What you are asked to do >> The answer must be the lines from the one containing "t.status == ThreadStatus::Active)" through the last line of the data below, copied exactly, with nothing else.

Data >>
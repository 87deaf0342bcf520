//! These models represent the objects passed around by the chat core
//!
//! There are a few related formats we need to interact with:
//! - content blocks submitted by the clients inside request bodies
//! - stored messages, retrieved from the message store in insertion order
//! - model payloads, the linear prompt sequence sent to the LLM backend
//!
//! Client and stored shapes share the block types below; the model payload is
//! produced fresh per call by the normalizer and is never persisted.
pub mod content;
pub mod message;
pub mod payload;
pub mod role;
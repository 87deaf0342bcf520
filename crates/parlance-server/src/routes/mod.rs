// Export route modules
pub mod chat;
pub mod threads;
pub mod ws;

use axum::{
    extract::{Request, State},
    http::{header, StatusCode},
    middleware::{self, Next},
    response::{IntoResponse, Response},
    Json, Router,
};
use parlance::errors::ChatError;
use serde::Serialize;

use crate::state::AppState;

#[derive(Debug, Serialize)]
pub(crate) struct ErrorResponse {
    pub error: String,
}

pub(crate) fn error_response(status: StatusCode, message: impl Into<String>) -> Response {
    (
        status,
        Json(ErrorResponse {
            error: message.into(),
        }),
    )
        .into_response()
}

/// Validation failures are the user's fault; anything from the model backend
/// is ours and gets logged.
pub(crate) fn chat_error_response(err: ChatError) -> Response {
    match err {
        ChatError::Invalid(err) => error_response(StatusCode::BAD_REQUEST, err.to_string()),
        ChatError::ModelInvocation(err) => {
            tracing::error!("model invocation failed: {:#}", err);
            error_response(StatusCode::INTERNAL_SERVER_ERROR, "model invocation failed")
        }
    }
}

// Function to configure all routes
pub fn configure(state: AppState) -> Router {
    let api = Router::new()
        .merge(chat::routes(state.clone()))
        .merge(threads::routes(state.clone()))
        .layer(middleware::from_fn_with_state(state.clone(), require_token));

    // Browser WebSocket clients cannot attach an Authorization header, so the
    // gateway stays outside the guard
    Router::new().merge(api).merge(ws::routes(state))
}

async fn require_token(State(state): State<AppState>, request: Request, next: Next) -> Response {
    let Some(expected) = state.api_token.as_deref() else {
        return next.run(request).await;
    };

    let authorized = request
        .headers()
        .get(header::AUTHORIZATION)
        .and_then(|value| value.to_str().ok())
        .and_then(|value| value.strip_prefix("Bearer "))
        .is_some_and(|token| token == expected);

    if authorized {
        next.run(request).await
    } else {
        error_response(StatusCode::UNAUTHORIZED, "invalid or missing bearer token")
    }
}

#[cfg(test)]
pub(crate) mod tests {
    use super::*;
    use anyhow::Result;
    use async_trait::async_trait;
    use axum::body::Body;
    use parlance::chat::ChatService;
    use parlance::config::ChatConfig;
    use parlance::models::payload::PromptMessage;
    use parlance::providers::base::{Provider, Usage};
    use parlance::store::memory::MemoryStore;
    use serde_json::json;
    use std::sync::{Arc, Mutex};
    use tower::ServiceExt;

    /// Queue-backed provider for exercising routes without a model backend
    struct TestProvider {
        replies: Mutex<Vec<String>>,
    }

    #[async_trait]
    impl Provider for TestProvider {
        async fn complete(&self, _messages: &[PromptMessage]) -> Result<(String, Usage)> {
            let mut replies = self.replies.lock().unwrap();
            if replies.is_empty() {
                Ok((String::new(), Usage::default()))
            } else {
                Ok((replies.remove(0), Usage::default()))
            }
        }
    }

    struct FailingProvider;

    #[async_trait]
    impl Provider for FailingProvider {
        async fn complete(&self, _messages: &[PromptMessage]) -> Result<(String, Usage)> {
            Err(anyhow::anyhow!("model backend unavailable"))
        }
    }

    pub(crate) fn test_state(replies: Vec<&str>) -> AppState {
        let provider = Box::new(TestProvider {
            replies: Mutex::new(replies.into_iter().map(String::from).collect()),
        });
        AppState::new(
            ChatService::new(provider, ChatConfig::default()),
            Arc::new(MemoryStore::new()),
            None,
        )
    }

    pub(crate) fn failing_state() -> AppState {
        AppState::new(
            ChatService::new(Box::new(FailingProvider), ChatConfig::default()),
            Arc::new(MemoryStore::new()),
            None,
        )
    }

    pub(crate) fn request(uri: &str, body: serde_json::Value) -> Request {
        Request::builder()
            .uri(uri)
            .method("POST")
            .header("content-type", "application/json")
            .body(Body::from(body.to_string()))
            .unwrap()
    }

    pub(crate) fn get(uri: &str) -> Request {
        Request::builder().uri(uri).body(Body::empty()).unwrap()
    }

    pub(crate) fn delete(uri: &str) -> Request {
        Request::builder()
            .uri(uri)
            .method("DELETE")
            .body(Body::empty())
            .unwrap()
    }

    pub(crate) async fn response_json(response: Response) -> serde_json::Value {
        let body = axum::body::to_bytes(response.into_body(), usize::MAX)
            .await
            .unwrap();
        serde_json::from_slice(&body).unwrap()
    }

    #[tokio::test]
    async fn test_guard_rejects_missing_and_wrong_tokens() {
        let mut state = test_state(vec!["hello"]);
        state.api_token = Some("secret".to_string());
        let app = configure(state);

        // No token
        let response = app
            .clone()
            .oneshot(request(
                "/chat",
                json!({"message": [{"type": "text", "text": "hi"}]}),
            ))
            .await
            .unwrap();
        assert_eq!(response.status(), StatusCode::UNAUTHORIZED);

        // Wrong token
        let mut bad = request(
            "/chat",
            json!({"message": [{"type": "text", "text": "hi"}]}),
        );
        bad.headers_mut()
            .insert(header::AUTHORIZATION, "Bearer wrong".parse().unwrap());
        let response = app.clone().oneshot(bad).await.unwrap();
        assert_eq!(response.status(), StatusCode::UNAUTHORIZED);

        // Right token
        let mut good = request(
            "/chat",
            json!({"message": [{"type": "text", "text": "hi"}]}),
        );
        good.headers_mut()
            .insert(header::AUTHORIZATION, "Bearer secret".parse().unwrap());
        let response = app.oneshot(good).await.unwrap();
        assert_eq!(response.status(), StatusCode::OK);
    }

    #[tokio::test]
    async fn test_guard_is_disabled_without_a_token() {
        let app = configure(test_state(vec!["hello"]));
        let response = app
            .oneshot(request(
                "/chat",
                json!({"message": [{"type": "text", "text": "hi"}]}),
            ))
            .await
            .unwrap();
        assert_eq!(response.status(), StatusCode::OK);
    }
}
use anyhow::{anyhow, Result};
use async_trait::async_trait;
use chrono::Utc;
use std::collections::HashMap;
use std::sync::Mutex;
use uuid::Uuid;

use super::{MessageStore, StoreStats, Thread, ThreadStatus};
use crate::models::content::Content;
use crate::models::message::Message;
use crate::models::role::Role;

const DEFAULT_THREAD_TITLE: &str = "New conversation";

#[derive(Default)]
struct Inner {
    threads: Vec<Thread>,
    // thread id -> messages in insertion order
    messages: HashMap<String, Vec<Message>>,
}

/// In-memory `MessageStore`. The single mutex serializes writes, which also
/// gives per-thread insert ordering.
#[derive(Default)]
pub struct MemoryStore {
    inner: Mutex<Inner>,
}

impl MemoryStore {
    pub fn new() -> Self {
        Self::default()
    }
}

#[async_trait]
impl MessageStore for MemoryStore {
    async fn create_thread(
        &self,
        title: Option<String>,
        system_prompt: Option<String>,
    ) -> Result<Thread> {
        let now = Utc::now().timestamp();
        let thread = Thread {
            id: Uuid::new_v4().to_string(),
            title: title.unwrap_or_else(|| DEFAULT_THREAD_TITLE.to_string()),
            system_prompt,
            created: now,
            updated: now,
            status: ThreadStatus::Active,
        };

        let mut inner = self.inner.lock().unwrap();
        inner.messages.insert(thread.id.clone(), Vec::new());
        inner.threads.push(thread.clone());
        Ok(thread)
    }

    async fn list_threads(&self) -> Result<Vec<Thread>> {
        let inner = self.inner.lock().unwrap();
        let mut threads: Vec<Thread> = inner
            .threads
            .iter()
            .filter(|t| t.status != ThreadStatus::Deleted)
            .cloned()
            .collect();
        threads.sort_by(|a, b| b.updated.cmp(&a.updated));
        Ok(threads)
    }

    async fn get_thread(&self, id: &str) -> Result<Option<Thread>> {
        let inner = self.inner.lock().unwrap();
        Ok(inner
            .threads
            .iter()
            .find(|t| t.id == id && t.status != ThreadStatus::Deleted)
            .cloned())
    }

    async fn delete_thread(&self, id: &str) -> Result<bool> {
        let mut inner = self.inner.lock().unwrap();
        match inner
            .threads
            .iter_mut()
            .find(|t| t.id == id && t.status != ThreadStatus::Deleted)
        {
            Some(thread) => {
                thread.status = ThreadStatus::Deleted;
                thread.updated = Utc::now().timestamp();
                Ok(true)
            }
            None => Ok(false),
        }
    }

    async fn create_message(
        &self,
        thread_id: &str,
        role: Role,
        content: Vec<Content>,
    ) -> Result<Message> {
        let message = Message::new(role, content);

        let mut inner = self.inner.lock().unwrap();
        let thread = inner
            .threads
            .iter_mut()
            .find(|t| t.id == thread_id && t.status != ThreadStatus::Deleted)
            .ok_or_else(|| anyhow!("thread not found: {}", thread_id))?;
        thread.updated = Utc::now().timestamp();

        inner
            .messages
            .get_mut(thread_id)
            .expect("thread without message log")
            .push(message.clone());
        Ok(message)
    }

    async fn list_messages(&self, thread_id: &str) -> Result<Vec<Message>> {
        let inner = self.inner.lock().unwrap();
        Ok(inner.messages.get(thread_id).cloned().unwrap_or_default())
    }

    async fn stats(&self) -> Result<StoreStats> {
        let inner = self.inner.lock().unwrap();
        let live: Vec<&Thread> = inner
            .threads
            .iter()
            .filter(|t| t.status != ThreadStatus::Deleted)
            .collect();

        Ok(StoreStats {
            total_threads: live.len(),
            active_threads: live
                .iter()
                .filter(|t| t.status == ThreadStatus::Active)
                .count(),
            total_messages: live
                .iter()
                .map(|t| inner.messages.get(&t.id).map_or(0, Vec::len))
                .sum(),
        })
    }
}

Answer for the task >>
                .filter(|t| t.status == ThreadStatus::Active)
                .count(),
            total_messages: live
                .iter()
                .map(|t| inner.messages.get(&t.id).map_or(0, Vec::len))
                .sum(),
        })
    }
}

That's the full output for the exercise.